## PROBLEM STATEMENT
Copy every line of the records that includes the word "tracing".
======== INFORMATION
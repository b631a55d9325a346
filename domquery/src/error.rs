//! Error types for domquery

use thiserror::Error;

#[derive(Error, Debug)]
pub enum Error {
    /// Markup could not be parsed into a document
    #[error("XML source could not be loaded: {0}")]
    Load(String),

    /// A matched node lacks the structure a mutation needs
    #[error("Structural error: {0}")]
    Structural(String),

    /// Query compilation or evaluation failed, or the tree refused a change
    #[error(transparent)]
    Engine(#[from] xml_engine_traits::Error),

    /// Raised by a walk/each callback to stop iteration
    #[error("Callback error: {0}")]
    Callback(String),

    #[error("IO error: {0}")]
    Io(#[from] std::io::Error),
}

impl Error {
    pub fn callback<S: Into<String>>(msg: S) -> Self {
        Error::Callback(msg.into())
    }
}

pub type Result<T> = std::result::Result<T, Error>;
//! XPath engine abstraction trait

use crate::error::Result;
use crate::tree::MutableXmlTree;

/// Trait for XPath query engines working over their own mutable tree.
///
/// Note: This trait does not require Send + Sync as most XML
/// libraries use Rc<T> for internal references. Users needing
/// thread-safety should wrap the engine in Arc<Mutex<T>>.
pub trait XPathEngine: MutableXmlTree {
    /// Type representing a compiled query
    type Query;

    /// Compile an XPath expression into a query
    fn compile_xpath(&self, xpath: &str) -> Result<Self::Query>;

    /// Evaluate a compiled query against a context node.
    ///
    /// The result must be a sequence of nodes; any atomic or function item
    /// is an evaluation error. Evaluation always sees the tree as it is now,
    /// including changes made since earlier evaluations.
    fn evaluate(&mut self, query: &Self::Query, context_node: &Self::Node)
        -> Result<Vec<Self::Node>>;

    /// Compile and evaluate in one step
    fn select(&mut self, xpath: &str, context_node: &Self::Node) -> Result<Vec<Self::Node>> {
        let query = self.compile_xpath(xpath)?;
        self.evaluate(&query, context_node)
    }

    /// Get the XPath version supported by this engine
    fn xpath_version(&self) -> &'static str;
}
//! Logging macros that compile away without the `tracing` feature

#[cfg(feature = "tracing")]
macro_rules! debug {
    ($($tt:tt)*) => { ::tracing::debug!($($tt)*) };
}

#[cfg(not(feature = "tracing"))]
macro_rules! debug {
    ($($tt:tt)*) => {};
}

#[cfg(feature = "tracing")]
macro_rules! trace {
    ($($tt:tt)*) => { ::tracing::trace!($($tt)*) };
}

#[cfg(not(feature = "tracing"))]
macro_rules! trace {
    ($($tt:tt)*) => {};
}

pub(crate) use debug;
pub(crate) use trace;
================
## ANSWER TO THE PROBLEM
//! Logging macros that compile away without the `tracing` feature
#[cfg(feature = "tracing")]
    ($($tt:tt)*) => { ::tracing::debug!($($tt)*) };
#[cfg(not(feature = "tracing"))]
#[cfg(feature = "tracing")]
    ($($tt:tt)*) => { ::tracing::trace!($($tt)*) };
#[cfg(not(feature = "tracing"))]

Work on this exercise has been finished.